Assignment:
Transcribe the entries in full, keeping each word as it is.

Records for this exercise:
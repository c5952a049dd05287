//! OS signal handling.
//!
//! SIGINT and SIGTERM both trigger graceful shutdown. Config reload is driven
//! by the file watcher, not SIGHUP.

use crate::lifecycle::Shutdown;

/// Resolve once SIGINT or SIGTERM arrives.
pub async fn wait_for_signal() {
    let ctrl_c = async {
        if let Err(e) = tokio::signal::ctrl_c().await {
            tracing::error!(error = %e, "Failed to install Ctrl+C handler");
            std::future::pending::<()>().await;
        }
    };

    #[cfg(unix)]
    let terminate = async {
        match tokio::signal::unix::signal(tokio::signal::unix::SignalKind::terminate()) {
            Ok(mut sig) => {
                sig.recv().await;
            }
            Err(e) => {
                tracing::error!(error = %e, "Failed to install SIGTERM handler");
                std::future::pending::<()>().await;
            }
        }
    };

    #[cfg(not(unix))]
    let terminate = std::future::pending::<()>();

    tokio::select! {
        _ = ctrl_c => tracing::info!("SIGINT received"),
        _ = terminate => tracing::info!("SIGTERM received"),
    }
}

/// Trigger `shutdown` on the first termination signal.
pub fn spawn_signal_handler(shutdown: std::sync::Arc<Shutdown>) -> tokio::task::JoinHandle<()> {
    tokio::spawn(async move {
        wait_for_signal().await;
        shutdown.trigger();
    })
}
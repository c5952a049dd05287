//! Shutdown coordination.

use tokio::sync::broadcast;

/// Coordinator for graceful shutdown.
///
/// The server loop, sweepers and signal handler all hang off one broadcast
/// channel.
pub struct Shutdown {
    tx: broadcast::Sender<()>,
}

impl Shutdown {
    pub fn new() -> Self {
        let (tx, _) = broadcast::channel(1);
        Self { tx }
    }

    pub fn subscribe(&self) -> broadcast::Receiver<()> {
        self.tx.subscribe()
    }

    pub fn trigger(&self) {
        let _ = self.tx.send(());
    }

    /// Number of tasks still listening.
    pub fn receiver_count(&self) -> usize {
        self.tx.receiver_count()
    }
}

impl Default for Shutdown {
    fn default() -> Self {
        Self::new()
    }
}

Answer area:
repository c5952a049dd05287
//! OS signal handling.
//!
//! SIGINT and SIGTERM both trigger graceful shutdown. Config reload is driven
//! by the file watcher, not SIGHUP.

use crate::lifecycle::Shutdown;

/// Resolve once SIGINT or SIGTERM arrives.
pub async fn wait_for_signal() {
    let ctrl_c = async {
        if let Err(e) = tokio::signal::ctrl_c().await {
            tracing::error!(error = %e, "Failed to install Ctrl+C handler");
            std::future::pending::<()>().await;
        }
    };

    #[cfg(unix)]
    let terminate = async {
        match tokio::signal::unix::signal(tokio::signal::unix::SignalKind::terminate()) {
            Ok(mut sig) => {
                sig.recv().await;
            }
            Err(e) => {
                tracing::error!(error = %e, "Failed to install SIGTERM handler");
                std::future::pending::<()>().await;
            }
        }
    };

    #[cfg(not(unix))]
    let terminate = std::future::pending::<()>();

    tokio::select! {
        _ = ctrl_c => tracing::info!("SIGINT received"),
        _ = terminate => tracing::info!("SIGTERM received"),
    }
}

/// Trigger `shutdown` on the first termination signal.
pub fn spawn_signal_handler(shutdown: std::sync::Arc<Shutdown>) -> tokio::task::JoinHandle<()> {
    tokio::spawn(async move {
        wait_for_signal().await;
        shutdown.trigger();
    })
}
repository c5952a049dd05287
//! Shutdown coordination.

use tokio::sync::broadcast;

/// Coordinator for graceful shutdown.
///
/// The server loop, sweepers and signal handler all hang off one broadcast
/// channel.
pub struct Shutdown {
    tx: broadcast::Sender<()>,
}

impl Shutdown {
    pub fn new() -> Self {
        let (tx, _) = broadcast::channel(1);
        Self { tx }
    }

    pub fn subscribe(&self) -> broadcast::Receiver<()> {
        self.tx.subscribe()
    }

    pub fn trigger(&self) {
        let _ = self.tx.send(());
    }

    /// Number of tasks still listening.
    pub fn receiver_count(&self) -> usize {
        self.tx.receiver_count()
    }
}

impl Default for Shutdown {
    fn default() -> Self {
        Self::new()
    }
}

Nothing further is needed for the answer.